After you've recovered sufficiently from hip replacement surgery to move about on your own, you may still find the thought of negotiating stairs a daunting one. An easy-to-remember saying will help you navigate stairs correctly. Your "good leg" must lead when going up the stairs and your "bad leg" must lead on the way back down. So, just remember: "up with the good, down with the bad."
Keep your crutches on the ground as you start to ascend the stairs. Face the stairway and make sure that you lean forward slightly while the crutches are still on the floor. If you have advanced to the point that you use a cane rather than crutches, then keep the cane on the floor.
Lift your good leg, which is the leg the surgeons did not operate on, and place your foot on the first step. Your crutches or cane should still maintain their position on the floor below this step, as should the leg that had the hip replacement.
Raise your bad leg and bring it up to first step next to the good leg. Never attempt to take steps in a normal manner immediately after a hip replacement. Do not climb using the method of putting one foot on a step and the other foot on the step above.

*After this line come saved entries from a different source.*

mod cli;
mod commands;
mod ui;

use anyhow::Result;
use clap::{CommandFactory, Parser};
use clap_complete::generate;
use cli::{Cli, Command};
use std::io;

/// Global context for the application
pub struct Context {
    pub verbose: u8,
    pub quiet: bool,
}

fn main() -> Result<()> {
    let cli = Cli::parse();

    // Initialize logging based on verbosity
    let log_level = match cli.verbose {
        0 => log::LevelFilter::Warn,
        1 => log::LevelFilter::Info,
        2 => log::LevelFilter::Debug,
        _ => log::LevelFilter::Trace,
    };

    env_logger::Builder::new()
        .filter_level(if cli.quiet {
            log::LevelFilter::Error
        } else {
            log_level
        })
        .format_timestamp(None)
        .init();

    let ctx = Context {
        verbose: cli.verbose,
        quiet: cli.quiet,
    };

    match cli.command {
        Command::Simulate(args) => commands::simulate::run(&ctx, args),
        Command::Config { config } => commands::config::run(&ctx, config.as_deref()),
        Command::Context { file } => commands::context::run(&ctx, &file),
        Command::Completions { shell } => {
            let mut cmd = Cli::command();
            generate(shell, &mut cmd, "dbconverge", &mut io::stdout());
            Ok(())
        }
    }
}
//! Role association reconciliation
//!
//! Each association is added or removed by its own step, which then waits
//! until describe shows the role active (or gone).

use crate::model::DbRole;
use crate::provider::DbApi;
use crate::rules;
use crate::stabilize;
use crate::translate;
use reconcile::{CallbackContext, Poller, Progress, Step, set};

pub const ROLES: &str = "roles";

pub fn reconcile_roles(
    api: &dyn DbApi,
    identifier: &str,
    previous: &[DbRole],
    desired: &[DbRole],
    ctx: &mut CallbackContext,
    poller: &Poller<'_>,
) -> Progress {
    set::reconcile(
        ctx,
        ROLES,
        previous,
        desired,
        |role, ctx| {
            Step::new(
                set::item_key(ROLES, "remove", role),
                |role: &DbRole| translate::role_request(identifier, role),
                |request| api.remove_role_from_db_instance(request),
            )
            .stabilize(|_, _, role, _| stabilize::role_detached(api, identifier, role))
            .rules(&rules::REMOVE_ROLE)
            .evaluate(role, ctx, poller)
        },
        |role, ctx| {
            Step::new(
                set::item_key(ROLES, "add", role),
                |role: &DbRole| translate::role_request(identifier, role),
                |request| api.add_role_to_db_instance(request),
            )
            .stabilize(|_, _, role, _| stabilize::role_attached(api, identifier, role))
            .rules(&rules::ADD_ROLE)
            .evaluate(role, ctx, poller)
        },
    )
}
//! Provider client contract
//!
//! The handlers only ever talk to the control plane through [`DbApi`].
//! Describing a missing instance must fail with a `DBInstanceNotFound`
//! coded [`ProviderError`].

use crate::model::{ObservedInstance, Tag};
use reconcile::ProviderError;
use serde::{Deserialize, Serialize};

pub type ApiResult<T> = Result<T, ProviderError>;

#[derive(Debug, Clone, PartialEq, Default, Serialize, Deserialize)]
pub struct CreateInstanceRequest {
    pub identifier: String,
    pub engine: Option<String>,
    pub engine_version: Option<String>,
    pub instance_class: Option<String>,
    pub allocated_storage: Option<u32>,
    pub db_parameter_group: Option<String>,
    pub option_group: Option<String>,
    pub db_security_groups: Vec<String>,
    pub tags: Vec<Tag>,
}

#[derive(Debug, Clone, PartialEq, Default, Serialize, Deserialize)]
pub struct RestoreInstanceRequest {
    pub identifier: String,
    pub snapshot_identifier: String,
    pub instance_class: Option<String>,
    pub option_group: Option<String>,
    pub tags: Vec<Tag>,
}

#[derive(Debug, Clone, PartialEq, Default, Serialize, Deserialize)]
pub struct ReadReplicaRequest {
    pub identifier: String,
    pub source_identifier: String,
    pub instance_class: Option<String>,
    pub option_group: Option<String>,
    pub tags: Vec<Tag>,
}

#[derive(Debug, Clone, PartialEq, Default, Serialize, Deserialize)]
pub struct ModifyInstanceRequest {
    pub identifier: String,
    pub engine_version: Option<String>,
    pub instance_class: Option<String>,
    pub allocated_storage: Option<u32>,
    pub db_parameter_group: Option<String>,
    pub option_group: Option<String>,
    pub db_security_groups: Vec<String>,
    pub apply_immediately: bool,
}

#[derive(Debug, Clone, PartialEq, Serialize, Deserialize)]
pub struct RebootRequest {
    pub identifier: String,
}

#[derive(Debug, Clone, PartialEq, Serialize, Deserialize)]
pub struct DeleteInstanceRequest {
    pub identifier: String,
    pub skip_final_snapshot: bool,
    pub final_snapshot_identifier: Option<String>,
}

#[derive(Debug, Clone, PartialEq, Serialize, Deserialize)]
pub struct RoleRequest {
    pub identifier: String,
    pub role_arn: String,
    pub feature_name: String,
}

#[derive(Debug, Clone, PartialEq, Serialize, Deserialize)]
pub struct TagRequest {
    pub identifier: String,
    pub tags: Vec<Tag>,
}

#[derive(Debug, Clone, PartialEq, Serialize, Deserialize)]
pub struct UntagRequest {
    pub identifier: String,
    pub keys: Vec<String>,
}

/// One page of a paginated list call
#[derive(Debug, Clone, PartialEq, Default, Serialize, Deserialize)]
pub struct InstancePage {
    pub instances: Vec<ObservedInstance>,
    pub next_token: Option<String>,
}

/// Control-plane operations on database instances
///
/// Mutating calls return the instance as the provider reported it at call
/// time; that snapshot is not a stabilization signal.
pub trait DbApi {
    fn create_db_instance(&self, request: &CreateInstanceRequest) -> ApiResult<ObservedInstance>;

    fn restore_db_instance_from_snapshot(
        &self,
        request: &RestoreInstanceRequest,
    ) -> ApiResult<ObservedInstance>;

    fn create_db_instance_read_replica(
        &self,
        request: &ReadReplicaRequest,
    ) -> ApiResult<ObservedInstance>;

    fn modify_db_instance(&self, request: &ModifyInstanceRequest) -> ApiResult<ObservedInstance>;

    fn reboot_db_instance(&self, request: &RebootRequest) -> ApiResult<ObservedInstance>;

    fn delete_db_instance(&self, request: &DeleteInstanceRequest) -> ApiResult<ObservedInstance>;

    fn describe_db_instance(&self, identifier: &str) -> ApiResult<ObservedInstance>;

    fn list_db_instances(&self, next_token: Option<&str>) -> ApiResult<InstancePage>;

    fn add_role_to_db_instance(&self, request: &RoleRequest) -> ApiResult<()>;

    fn remove_role_from_db_instance(&self, request: &RoleRequest) -> ApiResult<()>;

    fn add_tags_to_resource(&self, request: &TagRequest) -> ApiResult<()>;

    fn remove_tags_from_resource(&self, request: &UntagRequest) -> ApiResult<()>;
}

Bring the pair of crutches or the cane up to the step upon which you are now standing so that they can support your weight. Repeat this process to negotiate each separate step until you reach the top. Stop and rest, if you feel the need to, as you climb the stairs.
Go down the stairs using the opposite approach. Lead with your crutches or cane, placing these supports on the first step before you move either leg. This will give you full support as you make your way down.

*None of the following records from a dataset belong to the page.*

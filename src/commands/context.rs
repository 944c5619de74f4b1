use anyhow::{Result, bail};
use std::path::Path;

use crate::Context;
use crate::ui;
use dbconverge::host::ContextStore;

pub fn run(_ctx: &Context, file: &Path) -> Result<()> {
    let store = ContextStore::new(file);
    let Some(stored) = store.load()? else {
        bail!("No context stored at {}", file.display());
    };

    ui::header("Stored Context");
    ui::kv("File", &store.path().display().to_string());

    ui::section("Completed");
    let mut any = false;
    for flag in stored.flags() {
        ui::dim(flag);
        any = true;
    }
    if !any {
        ui::dim("nothing yet");
    }

    println!();
    println!("{}", serde_json::to_string_pretty(&stored)?);
    Ok(())
}
//! Strategy table - first matching predicate picks the implementation

/// Ordered `(predicate, implementation)` pairs with an optional default
pub struct StrategyTable<M, I> {
    entries: Vec<(fn(&M) -> bool, I)>,
    default: Option<I>,
}

impl<M, I> StrategyTable<M, I> {
    pub fn new() -> Self {
        Self {
            entries: Vec::new(),
            default: None,
        }
    }

    /// Add an entry; entries are consulted in insertion order
    pub fn when(mut self, predicate: fn(&M) -> bool, implementation: I) -> Self {
        self.entries.push((predicate, implementation));
        self
    }

    /// Implementation used when no predicate matches
    pub fn otherwise(mut self, implementation: I) -> Self {
        self.default = Some(implementation);
        self
    }

    /// Pick the implementation for `model`
    pub fn select(&self, model: &M) -> Option<&I> {
        self.entries
            .iter()
            .find(|(predicate, _)| predicate(model))
            .map(|(_, implementation)| implementation)
            .or(self.default.as_ref())
    }

    pub fn len(&self) -> usize {
        self.entries.len()
    }

    pub fn is_empty(&self) -> bool {
        self.entries.is_empty() && self.default.is_none()
    }
}

impl<M, I> Default for StrategyTable<M, I> {
    fn default() -> Self {
        Self::new()
    }
}
use anyhow::Result;
use colored::Colorize;
use std::path::PathBuf;

use crate::Context;
use crate::cli::SimulateArgs;
use crate::ui;
use dbconverge::config::HandlerConfig;
use dbconverge::handlers::{HandlerOutput, Handlers};
use dbconverge::host::{
    ContextStore, DEFAULT_MAX_INVOCATIONS, Host, Outcome, Sleeper, ThreadSleeper,
};
use dbconverge::scenario::Scenario;
use dbconverge::sim::{API_CALLS, SimulatedDb};
use reconcile::{Clock, ManualClock, ProgressEvent, SystemClock};

pub fn run(ctx: &Context, args: SimulateArgs) -> Result<()> {
    let scenario = Scenario::load(&args.scenario)?;
    let config = HandlerConfig::load(args.config.as_deref())?;

    let db = scenario.simulator();
    let legacy = db.legacy();
    let manual = ManualClock::default();
    let (clock, sleeper): (&dyn Clock, &dyn Sleeper) = if args.real_time {
        (&SystemClock, &ThreadSleeper)
    } else {
        (&manual, &manual)
    };
    let handlers = Handlers::new(&db, config, clock).with_legacy_api(&legacy);

    let limit = args
        .max_invocations
        .or(scenario.max_invocations)
        .unwrap_or(DEFAULT_MAX_INVOCATIONS);
    let mut host = Host::new(handlers, sleeper).max_invocations(limit);
    if let Some(path) = &args.checkpoint {
        let path = PathBuf::from(shellexpand::tilde(path).as_ref());
        host = host.with_store(ContextStore::new(path));
    }

    let outcome = host.drive(scenario.operation, scenario.request())?;

    if args.json {
        println!("{}", serde_json::to_string_pretty(&outcome)?);
        return Ok(());
    }

    print_outcome(ctx, &scenario, &outcome);
    if ctx.verbose > 0 {
        print_calls(&db);
    }
    Ok(())
}

fn print_outcome(ctx: &Context, scenario: &Scenario, outcome: &Outcome) {
    let target = if scenario.desired.identifier.is_empty() {
        "instances".to_string()
    } else {
        scenario.desired.identifier.clone()
    };
    ui::header(&format!("{} {target}", scenario.operation));

    if !ctx.quiet {
        let total = outcome.invocations.len();
        for invocation in &outcome.invocations {
            let detail = match invocation.retry_after_secs {
                Some(secs) => format!("{} (retry after {secs}s)", invocation.status),
                None => invocation.status.to_string(),
            };
            ui::step(invocation.number, total, &detail);
        }
        println!();
    }

    match &outcome.event {
        ProgressEvent::Success { observed } => {
            ui::success(&format!("{} complete", scenario.operation));
            match observed {
                Some(HandlerOutput::Instance(instance)) => {
                    ui::kv("status", &instance.status);
                    if let Some(endpoint) = &instance.endpoint {
                        ui::kv("endpoint", endpoint);
                    }
                    let tags: Vec<String> = instance
                        .tags
                        .iter()
                        .map(|t| format!("{}={}", t.key, t.value))
                        .collect();
                    if !tags.is_empty() {
                        ui::kv("tags", &tags.join(", "));
                    }
                }
                Some(HandlerOutput::Page(page)) => {
                    for instance in &page.instances {
                        ui::kv(&instance.identifier, &instance.status);
                    }
                    if let Some(token) = &page.next_token {
                        ui::kv("next token", token);
                    }
                }
                None => {}
            }
        }
        ProgressEvent::Failed { kind, message, .. } => {
            ui::error(&format!("{} failed: {}", scenario.operation, kind.as_str().bold()));
            ui::dim(message);
        }
        ProgressEvent::InProgress { .. } => {}
    }
}

fn print_calls(db: &SimulatedDb) {
    ui::section("API calls");
    for api in API_CALLS {
        let count = db.calls(api);
        if count > 0 {
            ui::kv(api, &count.to_string());
        }
    }
}
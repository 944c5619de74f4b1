use anyhow::{Context, Result};
use reconcile::BackoffPolicy;
use serde::{Deserialize, Serialize};
use std::fs;
use std::path::{Path, PathBuf};
use std::time::Duration;

/// Get the config directory path
pub fn config_dir() -> Result<PathBuf> {
    let home = dirs::home_dir().context("Could not determine home directory")?;
    Ok(home.join(".config").join("dbconverge"))
}

/// Default config file path (~/.config/dbconverge/config.toml)
pub fn default_config_path() -> Result<PathBuf> {
    Ok(config_dir()?.join("config.toml"))
}

// ============================================================================
// Handler Config
// ============================================================================

/// Tunables shared by every handler invocation
#[derive(Debug, Clone, PartialEq, Serialize, Deserialize)]
#[serde(default)]
pub struct HandlerConfig {
    pub backoff: BackoffConfig,

    /// Consecutive positive observations required before an instance counts as stable
    pub probe_threshold: u32,

    /// Overrides `backoff.timeout_secs` while waiting for a delete to finish
    pub delete_timeout_secs: Option<u64>,

    pub soft_fail_tags: SoftFailTags,
}

#[derive(Debug, Clone, PartialEq, Serialize, Deserialize)]
#[serde(default)]
pub struct BackoffConfig {
    pub initial_delay_secs: u64,
    pub max_delay_secs: u64,
    pub factor: f64,
    pub timeout_secs: u64,
}

#[derive(Debug, Clone, PartialEq, Serialize, Deserialize)]
#[serde(default)]
pub struct SoftFailTags {
    /// Retry a create that was denied tagging with system tags only
    pub enabled: bool,
}

impl Default for HandlerConfig {
    fn default() -> Self {
        Self {
            backoff: BackoffConfig::default(),
            probe_threshold: 3,
            delete_timeout_secs: None,
            soft_fail_tags: SoftFailTags::default(),
        }
    }
}

impl Default for BackoffConfig {
    fn default() -> Self {
        let policy = BackoffPolicy::default();
        Self {
            initial_delay_secs: policy.initial_delay.as_secs(),
            max_delay_secs: policy.max_delay.as_secs(),
            factor: policy.factor,
            timeout_secs: policy.timeout.as_secs(),
        }
    }
}

impl Default for SoftFailTags {
    fn default() -> Self {
        Self { enabled: true }
    }
}

impl BackoffConfig {
    pub fn to_policy(&self) -> BackoffPolicy {
        BackoffPolicy {
            initial_delay: Duration::from_secs(self.initial_delay_secs),
            max_delay: Duration::from_secs(self.max_delay_secs),
            factor: self.factor,
            timeout: Duration::from_secs(self.timeout_secs),
        }
    }
}

impl HandlerConfig {
    /// Load from `path`, or from the default location when `path` is `None`
    ///
    /// A missing file yields the defaults.
    pub fn load(path: Option<&str>) -> Result<Self> {
        let path = match path {
            Some(p) => PathBuf::from(shellexpand::tilde(p).as_ref()),
            None => default_config_path()?,
        };
        Self::load_from(&path)
    }

    pub fn load_from(path: &Path) -> Result<Self> {
        if !path.exists() {
            log::debug!("Config file {} does not exist, using defaults", path.display());
            return Ok(Self::default());
        }

        let content = fs::read_to_string(path)
            .with_context(|| format!("Failed to read config file: {}", path.display()))?;
        let config: Self = toml::from_str(&content)
            .with_context(|| format!("Failed to parse config file: {}", path.display()))?;

        if config.probe_threshold == 0 {
            anyhow::bail!("probe_threshold must be at least 1 in {}", path.display());
        }

        log::debug!("Loaded config from {}", path.display());
        Ok(config)
    }

    /// Backoff used by every stabilization except delete
    pub fn backoff_policy(&self) -> BackoffPolicy {
        self.backoff.to_policy()
    }

    /// Backoff used while waiting for the instance to disappear
    pub fn delete_policy(&self) -> BackoffPolicy {
        let mut policy = self.backoff.to_policy();
        if let Some(secs) = self.delete_timeout_secs {
            policy.timeout = Duration::from_secs(secs);
        }
        policy
    }
}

After properly placing your crutches or cane, lead with your bad leg to descend. Once you have placed the leg that had the operation on the step, bring your good leg down so that both legs and the crutches or cane are all on the same step. Repeat this procedure for every step until you have reached the floor. You may find that going down stairs is more arduous than climbing them.
Have someone close by when you first attempt to climb or descend stairs. Ask for assistance until you are fully acquainted with the procedure.